[SOURCE MATERIAL]
######
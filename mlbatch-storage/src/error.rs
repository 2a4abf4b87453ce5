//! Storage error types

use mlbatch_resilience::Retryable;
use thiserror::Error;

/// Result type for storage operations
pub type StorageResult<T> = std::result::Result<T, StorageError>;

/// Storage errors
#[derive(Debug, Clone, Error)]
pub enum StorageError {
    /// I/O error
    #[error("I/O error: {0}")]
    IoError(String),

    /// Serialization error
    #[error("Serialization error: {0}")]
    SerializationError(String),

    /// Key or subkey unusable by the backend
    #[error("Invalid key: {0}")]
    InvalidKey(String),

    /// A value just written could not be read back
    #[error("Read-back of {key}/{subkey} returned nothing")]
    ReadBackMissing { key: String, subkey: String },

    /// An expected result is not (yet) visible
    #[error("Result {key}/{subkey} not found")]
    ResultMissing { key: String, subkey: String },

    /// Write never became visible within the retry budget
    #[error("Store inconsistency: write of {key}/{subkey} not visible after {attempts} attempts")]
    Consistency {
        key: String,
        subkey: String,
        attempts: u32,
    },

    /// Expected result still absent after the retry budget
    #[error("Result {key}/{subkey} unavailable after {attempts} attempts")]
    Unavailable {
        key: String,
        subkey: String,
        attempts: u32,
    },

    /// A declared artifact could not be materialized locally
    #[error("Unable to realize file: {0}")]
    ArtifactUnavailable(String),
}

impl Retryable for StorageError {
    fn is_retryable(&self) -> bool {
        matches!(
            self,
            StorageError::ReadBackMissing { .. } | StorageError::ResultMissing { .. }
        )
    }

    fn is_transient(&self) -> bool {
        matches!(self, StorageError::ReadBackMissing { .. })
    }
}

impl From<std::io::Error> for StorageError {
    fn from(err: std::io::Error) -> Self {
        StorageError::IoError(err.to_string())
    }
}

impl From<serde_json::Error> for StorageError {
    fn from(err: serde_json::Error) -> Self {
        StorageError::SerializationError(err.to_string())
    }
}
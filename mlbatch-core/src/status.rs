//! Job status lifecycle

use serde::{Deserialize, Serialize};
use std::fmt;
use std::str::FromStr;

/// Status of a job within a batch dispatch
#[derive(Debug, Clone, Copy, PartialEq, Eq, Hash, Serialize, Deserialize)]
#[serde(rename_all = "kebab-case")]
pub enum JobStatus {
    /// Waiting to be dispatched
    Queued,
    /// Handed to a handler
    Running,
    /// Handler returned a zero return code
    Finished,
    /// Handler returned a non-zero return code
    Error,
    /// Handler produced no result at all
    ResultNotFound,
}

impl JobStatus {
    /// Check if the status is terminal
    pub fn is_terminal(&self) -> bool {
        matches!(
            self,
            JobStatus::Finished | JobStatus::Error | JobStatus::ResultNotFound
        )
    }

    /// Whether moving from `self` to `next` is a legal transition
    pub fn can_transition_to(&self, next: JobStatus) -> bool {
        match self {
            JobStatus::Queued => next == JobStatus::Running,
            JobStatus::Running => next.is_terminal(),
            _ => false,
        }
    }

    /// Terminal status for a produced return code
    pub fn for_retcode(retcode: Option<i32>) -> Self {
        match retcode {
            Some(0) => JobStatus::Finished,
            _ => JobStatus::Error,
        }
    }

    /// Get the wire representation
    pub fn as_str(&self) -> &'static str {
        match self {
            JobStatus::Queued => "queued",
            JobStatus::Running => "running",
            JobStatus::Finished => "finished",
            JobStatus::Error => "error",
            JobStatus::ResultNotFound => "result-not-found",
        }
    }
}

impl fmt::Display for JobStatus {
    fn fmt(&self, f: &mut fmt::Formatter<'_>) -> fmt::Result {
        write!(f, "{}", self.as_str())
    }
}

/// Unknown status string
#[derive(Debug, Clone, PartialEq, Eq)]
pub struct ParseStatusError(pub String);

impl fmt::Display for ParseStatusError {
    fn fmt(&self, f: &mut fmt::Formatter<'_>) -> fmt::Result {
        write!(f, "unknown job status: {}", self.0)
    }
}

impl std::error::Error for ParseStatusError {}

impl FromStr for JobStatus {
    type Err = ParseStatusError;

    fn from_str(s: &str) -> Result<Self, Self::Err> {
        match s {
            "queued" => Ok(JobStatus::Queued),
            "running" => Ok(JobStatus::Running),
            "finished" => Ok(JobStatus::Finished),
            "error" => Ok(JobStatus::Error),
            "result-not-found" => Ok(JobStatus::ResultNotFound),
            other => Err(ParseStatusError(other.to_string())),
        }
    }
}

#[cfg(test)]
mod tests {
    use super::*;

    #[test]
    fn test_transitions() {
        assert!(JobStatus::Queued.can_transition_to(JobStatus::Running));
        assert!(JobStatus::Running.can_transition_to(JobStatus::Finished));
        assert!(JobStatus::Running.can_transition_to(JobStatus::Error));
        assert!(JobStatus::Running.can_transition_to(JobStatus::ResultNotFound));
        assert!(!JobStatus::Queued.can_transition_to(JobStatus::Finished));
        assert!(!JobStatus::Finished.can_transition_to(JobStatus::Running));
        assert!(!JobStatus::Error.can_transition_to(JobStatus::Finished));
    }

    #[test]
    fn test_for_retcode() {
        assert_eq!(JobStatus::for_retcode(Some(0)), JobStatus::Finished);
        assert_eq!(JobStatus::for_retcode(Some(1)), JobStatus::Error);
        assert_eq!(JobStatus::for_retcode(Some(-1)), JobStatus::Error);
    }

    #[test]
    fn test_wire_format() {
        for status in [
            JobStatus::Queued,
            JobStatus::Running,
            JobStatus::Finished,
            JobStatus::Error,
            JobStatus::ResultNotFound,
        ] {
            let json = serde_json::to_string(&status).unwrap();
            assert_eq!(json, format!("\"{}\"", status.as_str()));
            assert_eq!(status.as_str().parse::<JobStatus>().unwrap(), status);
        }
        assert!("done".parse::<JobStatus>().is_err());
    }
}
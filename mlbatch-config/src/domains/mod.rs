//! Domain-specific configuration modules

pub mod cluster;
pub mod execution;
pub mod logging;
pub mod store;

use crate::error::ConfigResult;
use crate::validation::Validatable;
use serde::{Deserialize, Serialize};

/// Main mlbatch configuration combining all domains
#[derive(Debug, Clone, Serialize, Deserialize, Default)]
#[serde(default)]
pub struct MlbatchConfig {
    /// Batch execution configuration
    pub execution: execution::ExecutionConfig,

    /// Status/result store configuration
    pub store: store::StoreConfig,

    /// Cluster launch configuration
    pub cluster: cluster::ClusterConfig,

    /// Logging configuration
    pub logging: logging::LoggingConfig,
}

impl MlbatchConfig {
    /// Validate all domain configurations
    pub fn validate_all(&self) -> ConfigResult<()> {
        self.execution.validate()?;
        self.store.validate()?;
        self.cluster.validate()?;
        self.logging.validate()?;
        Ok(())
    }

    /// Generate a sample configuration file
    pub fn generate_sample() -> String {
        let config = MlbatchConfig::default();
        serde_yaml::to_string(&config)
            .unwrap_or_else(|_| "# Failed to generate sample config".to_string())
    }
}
######
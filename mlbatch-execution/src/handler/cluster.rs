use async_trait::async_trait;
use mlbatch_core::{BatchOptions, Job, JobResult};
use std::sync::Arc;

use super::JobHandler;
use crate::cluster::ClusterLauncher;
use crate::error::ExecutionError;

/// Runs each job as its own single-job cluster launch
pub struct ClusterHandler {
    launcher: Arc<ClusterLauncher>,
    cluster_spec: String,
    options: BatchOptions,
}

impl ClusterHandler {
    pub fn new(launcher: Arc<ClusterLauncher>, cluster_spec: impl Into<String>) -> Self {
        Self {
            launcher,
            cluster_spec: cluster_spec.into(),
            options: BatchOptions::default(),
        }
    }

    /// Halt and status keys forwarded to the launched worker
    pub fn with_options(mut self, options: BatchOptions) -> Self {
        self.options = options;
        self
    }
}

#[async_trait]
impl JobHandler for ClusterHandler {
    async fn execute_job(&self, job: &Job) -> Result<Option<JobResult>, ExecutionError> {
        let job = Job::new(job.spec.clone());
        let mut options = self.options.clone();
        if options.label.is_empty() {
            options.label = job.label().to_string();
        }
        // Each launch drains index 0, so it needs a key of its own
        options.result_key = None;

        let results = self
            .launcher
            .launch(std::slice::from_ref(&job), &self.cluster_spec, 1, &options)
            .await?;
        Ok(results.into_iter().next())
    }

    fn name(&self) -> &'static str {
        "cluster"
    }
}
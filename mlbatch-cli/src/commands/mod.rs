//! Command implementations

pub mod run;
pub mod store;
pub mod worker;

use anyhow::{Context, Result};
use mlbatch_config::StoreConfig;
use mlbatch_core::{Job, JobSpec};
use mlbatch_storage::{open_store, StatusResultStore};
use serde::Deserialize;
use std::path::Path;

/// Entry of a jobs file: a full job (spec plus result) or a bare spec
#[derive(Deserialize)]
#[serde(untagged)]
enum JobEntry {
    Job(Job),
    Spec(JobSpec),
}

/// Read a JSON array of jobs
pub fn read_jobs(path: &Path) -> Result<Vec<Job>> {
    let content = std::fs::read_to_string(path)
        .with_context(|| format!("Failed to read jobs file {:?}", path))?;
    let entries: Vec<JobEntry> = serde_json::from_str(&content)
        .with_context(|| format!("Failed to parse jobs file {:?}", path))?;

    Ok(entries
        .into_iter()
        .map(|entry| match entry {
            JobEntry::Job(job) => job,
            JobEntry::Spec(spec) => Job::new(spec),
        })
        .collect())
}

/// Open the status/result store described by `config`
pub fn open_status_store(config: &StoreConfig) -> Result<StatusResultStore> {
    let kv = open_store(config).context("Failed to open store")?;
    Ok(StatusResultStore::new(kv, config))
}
######
[REQUIRED ACTION] Of the entries listed above, reproduce only the lines starting at the line containing "Status/result store configuration" and ending at the line containing "self.store.validate()?;". Include both, exactly as they stand.

[RESULT OF THIS TASK]
    /// Status/result store configuration
    pub store: store::StoreConfig,

    /// Cluster launch configuration
    pub cluster: cluster::ClusterConfig,

    /// Logging configuration
    pub logging: logging::LoggingConfig,
}

impl MlbatchConfig {
    /// Validate all domain configurations
    pub fn validate_all(&self) -> ConfigResult<()> {
        self.execution.validate()?;
        self.store.validate()?;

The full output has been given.